La muerte del Papa
SI LA designación, el pasado 26 de agosto, del cardenal Albino Luciani como sucesor de Pablo VI, fallecido exactamente veinte días antes, causó cierta sorpresa y no menor desconcierto en los medios religiosos y políticos del mundo entero, su repentina muerte, a los 32 días de pontificado, vuelve a abrir bruscamente las incertidumbres, inseguridades y expectativas planteadas entonces. Un mes de pontificado sólo puede dar lugar a superficiales impresiones basadas sobre todo en recuerdos y anécdotas o a prospectivas más o menos interesadas. Juan Pablo I ha quedado inédito como Papa, aunque el cardenal Luciani haya dejado un rastro de humanidad, sencillez y simpatía a todo lo largo de su carrera eclesial. De su corto pontificado -el cuarto más breve de la historia de la Iglesia católica- no nos han quedado más que gestos sueltos que caracterizan a la persona, pero que no pueden dar lugar a análisis alguno, no solamente de su papado, sino ni siquiera de las intenciones con las que pudo abordarlo.La sucesión del papa Montini ha vuelto a abrirse de este modo. Las tendencias presumiblemente existentes en el serio del cardenalato -y que llegaron a un acuerdo en la solución personificada en el Papa tan repentinamente desaparecido- siguen existiendo; una solución que se presentó hace un mes como sintetizadora de las herencias de Juan XXIII y Pablo VI, con síntomas de transición y compromiso, y a la que se llegó de manera espectacularmente rápida, se ha desvanecido. Nada se ha resuelto, y los problemas que tiene planteados la Iglesia católica, en su adecuación a los signos de los tiempos, siguen pendientes. Las mismas urgencias que hace menos de dos meses apremiaban al mundo católico subsisten hoy, tal vez empeoradas por la muerte de un Papa que no ha tenido tiempo de serlo.

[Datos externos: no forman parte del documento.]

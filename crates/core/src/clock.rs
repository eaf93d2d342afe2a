// SPDX-License-Identifier: BUSL-1.1
// Copyright (c) 2026 Alfred Jean LLC

//! Clock abstraction for testable time handling

use parking_lot::Mutex;
use std::sync::Arc;
use std::time::{Duration, Instant, SystemTime, UNIX_EPOCH};

/// A clock that provides the current time
pub trait Clock: Clone + Send + Sync {
    fn now(&self) -> Instant;
    fn epoch_ms(&self) -> u64;
}

/// Real system clock
#[derive(Clone, Default)]
pub struct SystemClock;

impl Clock for SystemClock {
    fn now(&self) -> Instant {
        Instant::now()
    }

    fn epoch_ms(&self) -> u64 {
        SystemTime::now()
            .duration_since(UNIX_EPOCH)
            .unwrap_or_default()
            .as_millis() as u64
    }
}

/// Fake clock for testing with controllable time
#[derive(Clone)]
pub struct FakeClock {
    current: Arc<Mutex<Instant>>,
    epoch_ms: Arc<Mutex<u64>>,
}

impl FakeClock {
    pub fn new() -> Self {
        Self {
            current: Arc::new(Mutex::new(Instant::now())),
            epoch_ms: Arc::new(Mutex::new(1_000_000)),
        }
    }

    /// Advance the clock by the given duration
    pub fn advance(&self, duration: Duration) {
        *self.current.lock() += duration;
        *self.epoch_ms.lock() += duration.as_millis() as u64;
    }

    /// Set the epoch milliseconds value
    pub fn set_epoch_ms(&self, ms: u64) {
        *self.epoch_ms.lock() = ms;
    }
}

impl Default for FakeClock {
    fn default() -> Self {
        Self::new()
    }
}

impl Clock for FakeClock {
    fn now(&self) -> Instant {
        *self.current.lock()
    }

    fn epoch_ms(&self) -> u64 {
        *self.epoch_ms.lock()
    }
}

/// Format an epoch-milliseconds timestamp as ISO-8601 UTC.
pub fn iso8601_utc(epoch_ms: u64) -> String {
    chrono::DateTime::from_timestamp_millis(epoch_ms as i64)
        .unwrap_or_default()
        .to_rfc3339_opts(chrono::SecondsFormat::Millis, true)
}

#[cfg(test)]
#[path = "clock_tests.rs"]
mod tests;
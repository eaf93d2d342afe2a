// SPDX-License-Identifier: BUSL-1.1
// Copyright (c) 2026 Alfred Jean LLC

use super::*;
use remedy_core::session::{AssignmentStatus, SessionStatus};
use remedy_core::ticket::{SyncStatus, TicketStatus};
use remedy_core::{
    Credential, EventEnvelope, ExecutionStep, SessionEventKind, TenantId, Ticket,
};
use serde_json::json;

fn created(session: ExecutionSession) -> Event {
    Event::SessionCreated { session }
}

fn session_with_steps() -> ExecutionSession {
    ExecutionSession::builder()
        .id(SessionId::from_string("ses-state"))
        .steps(vec![
            ExecutionStep::builder().step_number(1).build(),
            ExecutionStep::builder().step_number(2).requires_approval(true).build(),
        ])
        .total_steps(2)
        .build()
}

fn feed_event(session_id: SessionId, id: u64, stream_id: &str) -> ExecutionEvent {
    ExecutionEvent {
        id,
        session_id,
        step_number: None,
        kind: SessionEventKind::Created,
        envelope: EventEnvelope {
            event: SessionEventKind::Created,
            session_id,
            step_number: None,
            payload: json!({}),
            timestamp: "2026-01-01T00:00:00.000Z".into(),
        },
        stream_id: stream_id.to_string(),
        created_at_ms: 1,
    }
}

#[test]
fn session_created_is_idempotent() {
    let mut state = MaterializedState::default();
    let session = session_with_steps();
    state.apply_event(&created(session.clone()));

    // A second apply with a mutated copy must not clobber the original.
    let mut altered = session.clone();
    altered.status = SessionStatus::Failed;
    state.apply_event(&created(altered));

    assert_eq!(state.sessions[&session.id].status, SessionStatus::Pending);
}

#[test]
fn step_completion_is_guarded() {
    let mut state = MaterializedState::default();
    let session = session_with_steps();
    let id = session.id;
    state.apply_event(&created(session));

    let complete = Event::StepCompleted {
        id,
        step_number: 1,
        success: true,
        output: Some("ok".into()),
        error: None,
        notes: None,
        credentials_used: vec![],
        completed_at_ms: 10,
    };
    state.apply_event(&complete);

    // Replay with different data must not overwrite the first completion.
    let replay = Event::StepCompleted {
        id,
        step_number: 1,
        success: false,
        output: None,
        error: Some("late".into()),
        notes: None,
        credentials_used: vec![],
        completed_at_ms: 99,
    };
    state.apply_event(&replay);

    let step = state.sessions[&id].step(1).unwrap().clone();
    assert_eq!(step.success, Some(true));
    assert_eq!(step.output.as_deref(), Some("ok"));
    assert_eq!(step.completed_at_ms, Some(10));
}

#[test]
fn approval_request_sets_waiting_flags() {
    let mut state = MaterializedState::default();
    let session = session_with_steps();
    let id = session.id;
    state.apply_event(&created(session));

    state.apply_event(&Event::ApprovalRequested { id, step_number: 2 });
    let session = &state.sessions[&id];
    assert_eq!(session.status, SessionStatus::WaitingApproval);
    assert!(session.waiting_for_approval);
    assert_eq!(session.approval_step_number, Some(2));
    assert_eq!(session.current_step, Some(2));

    state.apply_event(&Event::ApprovalCleared { id });
    let session = &state.sessions[&id];
    assert!(!session.waiting_for_approval);
    assert_eq!(session.approval_step_number, None);
    assert_eq!(session.status, SessionStatus::InProgress);
}

#[test]
fn approval_record_is_write_once() {
    let mut state = MaterializedState::default();
    let session = session_with_steps();
    let id = session.id;
    state.apply_event(&created(session));

    state.apply_event(&Event::ApprovalRecorded {
        id,
        step_number: 2,
        approved: false,
        approved_by: Some("ops".into()),
        approved_at_ms: 5,
    });
    state.apply_event(&Event::ApprovalRecorded {
        id,
        step_number: 2,
        approved: true,
        approved_by: Some("other".into()),
        approved_at_ms: 9,
    });

    let step = state.sessions[&id].step(2).unwrap().clone();
    assert_eq!(step.approved, Some(false));
    assert_eq!(step.approved_by.as_deref(), Some("ops"));
}

#[test]
fn terminal_status_clears_approval_state() {
    let mut state = MaterializedState::default();
    let session = session_with_steps();
    let id = session.id;
    state.apply_event(&created(session));
    state.apply_event(&Event::ApprovalRequested { id, step_number: 2 });

    state.apply_event(&Event::SessionStatusChanged {
        id,
        status: SessionStatus::Failed,
        completed_at_ms: Some(50),
        total_duration_minutes: None,
    });

    let session = &state.sessions[&id];
    assert!(session.is_terminal());
    assert!(!session.waiting_for_approval);
    assert_eq!(session.approval_step_number, None);
    assert_eq!(session.completed_at_ms, Some(50));
}

#[test]
fn pause_and_resume_restore_prior_status() {
    let mut state = MaterializedState::default();
    let session = session_with_steps();
    let id = session.id;
    state.apply_event(&created(session));
    state.apply_event(&Event::SessionStarted { id, started_at_ms: 1 });

    state.apply_event(&Event::SessionPaused { id, prior: SessionStatus::InProgress });
    assert_eq!(state.sessions[&id].status, SessionStatus::Paused);
    assert_eq!(state.sessions[&id].paused_status, Some(SessionStatus::InProgress));

    state.apply_event(&Event::SessionResumed { id, status: SessionStatus::InProgress });
    assert_eq!(state.sessions[&id].status, SessionStatus::InProgress);
    assert_eq!(state.sessions[&id].paused_status, None);
}

#[test]
fn event_feed_dedupes_stream_ids() {
    let mut state = MaterializedState::default();
    let session = session_with_steps();
    let id = session.id;
    state.apply_event(&created(session));

    state.apply_event(&Event::EventRecorded { event: feed_event(id, 1, "5-0") });
    state.apply_event(&Event::EventRecorded { event: feed_event(id, 2, "5-0") });
    state.apply_event(&Event::EventRecorded { event: feed_event(id, 2, "6-0") });

    let events = &state.events[&id];
    assert_eq!(events.len(), 2);
    assert_eq!(state.next_event_id(&id), 3);
    assert!(state.has_stream_id(&id, "5-0"));
    assert!(!state.has_stream_id(&id, "7-0"));
    assert_eq!(state.sessions[&id].last_event_seq.as_deref(), Some("6-0"));
}

#[test]
fn assignments_track_latest_with_details() {
    let mut state = MaterializedState::default();
    let session = session_with_steps();
    let id = session.id;
    state.apply_event(&created(session));

    let first = WorkerAssignment {
        id: remedy_core::AssignmentId::from_string("asn-1"),
        session_id: id,
        worker_id: None,
        status: AssignmentStatus::Pending,
        details: json!({"connection": {"host": "web-01"}}),
        created_at_ms: 1,
        acknowledged_at_ms: None,
    };
    let second = WorkerAssignment {
        id: remedy_core::AssignmentId::from_string("asn-2"),
        session_id: id,
        worker_id: None,
        status: AssignmentStatus::Pending,
        details: serde_json::Value::Null,
        created_at_ms: 2,
        acknowledged_at_ms: None,
    };
    state.apply_event(&Event::AssignmentRecorded { assignment: first.clone() });
    state.apply_event(&Event::AssignmentRecorded { assignment: first.clone() });
    state.apply_event(&Event::AssignmentRecorded { assignment: second });

    assert_eq!(state.assignments[&id].len(), 2);
    // Latest-with-details wins over a null-details newcomer.
    assert_eq!(state.latest_assignment(&id).unwrap().id, first.id);

    state.apply_event(&Event::AssignmentStatusChanged {
        session_id: id,
        assignment_id: first.id,
        status: AssignmentStatus::Acknowledged,
        worker_id: Some("w1".into()),
        acknowledged_at_ms: Some(9),
    });
    let updated = state.assignments[&id].iter().find(|a| a.id == first.id).unwrap();
    assert_eq!(updated.status, AssignmentStatus::Acknowledged);
    assert_eq!(updated.worker_id.as_deref(), Some("w1"));
}

#[test]
fn ticket_upsert_maintains_external_index() {
    let mut state = MaterializedState::default();
    let tenant = TenantId::from_string("tnt-a");
    let ticket = Ticket::builder()
        .tenant_id(tenant)
        .source("zoho")
        .external_id("Z-1")
        .build();
    let id = ticket.id;
    state.apply_event(&Event::TicketUpserted { ticket });

    let found = state.ticket_by_external("tnt-a", "zoho", "Z-1").unwrap();
    assert_eq!(found.id, id);
    assert!(state.ticket_by_external("tnt-b", "zoho", "Z-1").is_none());

    state.apply_event(&Event::TicketStatusChanged {
        id,
        status: TicketStatus::Resolved,
        updated_at_ms: 7,
        resolved_at_ms: Some(7),
    });
    assert_eq!(state.tickets[&id].status, TicketStatus::Resolved);
    assert_eq!(state.tickets[&id].resolved_at_ms, Some(7));
}

#[test]
fn connection_sync_updates_metadata() {
    let mut state = MaterializedState::default();
    let connection = remedy_core::TicketingConnection {
        id: remedy_core::ConnectionId::from_string("conn-1"),
        tenant_id: TenantId::from_string("tnt-a"),
        tool_name: "zoho".into(),
        connection_type: "api_poll".into(),
        api_base_url: "https://desk.example".into(),
        active: true,
        sync_interval_minutes: 5,
        last_sync_at_ms: None,
        last_sync_status: None,
        last_error: None,
        metadata: json!({"access_token": "old"}),
    };
    let id = connection.id;
    state.apply_event(&Event::ConnectionStored { connection });

    state.apply_event(&Event::ConnectionSyncUpdated {
        id,
        last_sync_at_ms: 100,
        status: SyncStatus::Failed,
        error: Some("boom".into()),
        metadata: json!({"access_token": "fresh"}),
    });

    let connection = &state.connections[&id];
    assert_eq!(connection.last_sync_status, Some(SyncStatus::Failed));
    assert_eq!(connection.last_error.as_deref(), Some("boom"));
    assert_eq!(connection.metadata["access_token"], "fresh");
}

#[test]
fn credential_alias_resolution_prefers_environment() {
    let mut state = MaterializedState::default();
    let tenant = TenantId::from_string("tnt-a");
    let prod = Credential::builder().tenant_id(tenant).alias("db").environment("prod").build();
    let anywhere = Credential::builder().tenant_id(tenant).alias("db").build();
    let prod_id = prod.id;
    let anywhere_id = anywhere.id;
    state.apply_event(&Event::CredentialStored { credential: prod });
    state.apply_event(&Event::CredentialStored { credential: anywhere });

    assert_eq!(state.resolve_credential_alias("tnt-a", "db", Some("prod")).unwrap().id, prod_id);
    assert_eq!(
        state.resolve_credential_alias("tnt-a", "db", Some("staging")).unwrap().id,
        anywhere_id
    );
    assert_eq!(state.resolve_credential_alias("tnt-a", "db", None).unwrap().id, anywhere_id);
    assert!(state.resolve_credential_alias("tnt-b", "db", None).is_none());
}

#[test]
fn get_session_by_prefix() {
    let mut state = MaterializedState::default();
    let session = ExecutionSession::builder().id(SessionId::from_string("ses-abcdef")).build();
    state.apply_event(&created(session));

    assert!(state.get_session("ses-abcdef").is_some());
    assert!(state.get_session("ses-abc").is_some());
    assert!(state.get_session("ses-zzz").is_none());
}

Por lo demás, el breve lapso de tiempo transcurrido hace difícil suponer que se haya producido algún cambio significativo en la composición del cónclave cardenalicio que, en su inminente reunión, no podrá sino repetir los alineamientos y compromisos de hace una treintena de días. Los hábitos de cautela y de secreto que presiden la elección del Papa_mantienen en el restringido círculo de la cúpula de la Iglesia el conocimiento preciso tanto de las corrientes de opinión existentes como de sus portavoces y seguidores. Por esa razón, las conjeturas sobre las tendencias conservadoras y progresistas dentro de la alta jerarquía eclesiástica suelen ser especulaciones fundadas en la inevitable existencia de corrientes diversas en su seno y en el hecho de que en la comunidad católica hay respuestas diversas, y aun contrapuestas, a cuestiones básicas. A este respecto, el aggiornamento del Vaticano II, que se desembarazó del incómodo legado de León XIII, Pío XI y Pío XII, se ha plasmado sólo parcialmente en el mundo de las realidades concretas que afectan a los católicos de hoy. El gran desafío histórico que tiene planteada la Iglesia católica es completarlo.
La solución que pudo representar la elección de Juan Pablo I ha quedado truncada, y es verosímil que será más complejo y difícil para el nuevo cónclave (idéntico al anterior) encontrar otro purpurado con las mismas características que faciliten la síntesis y el compromiso. Y, lo que sería más deseable, la definición.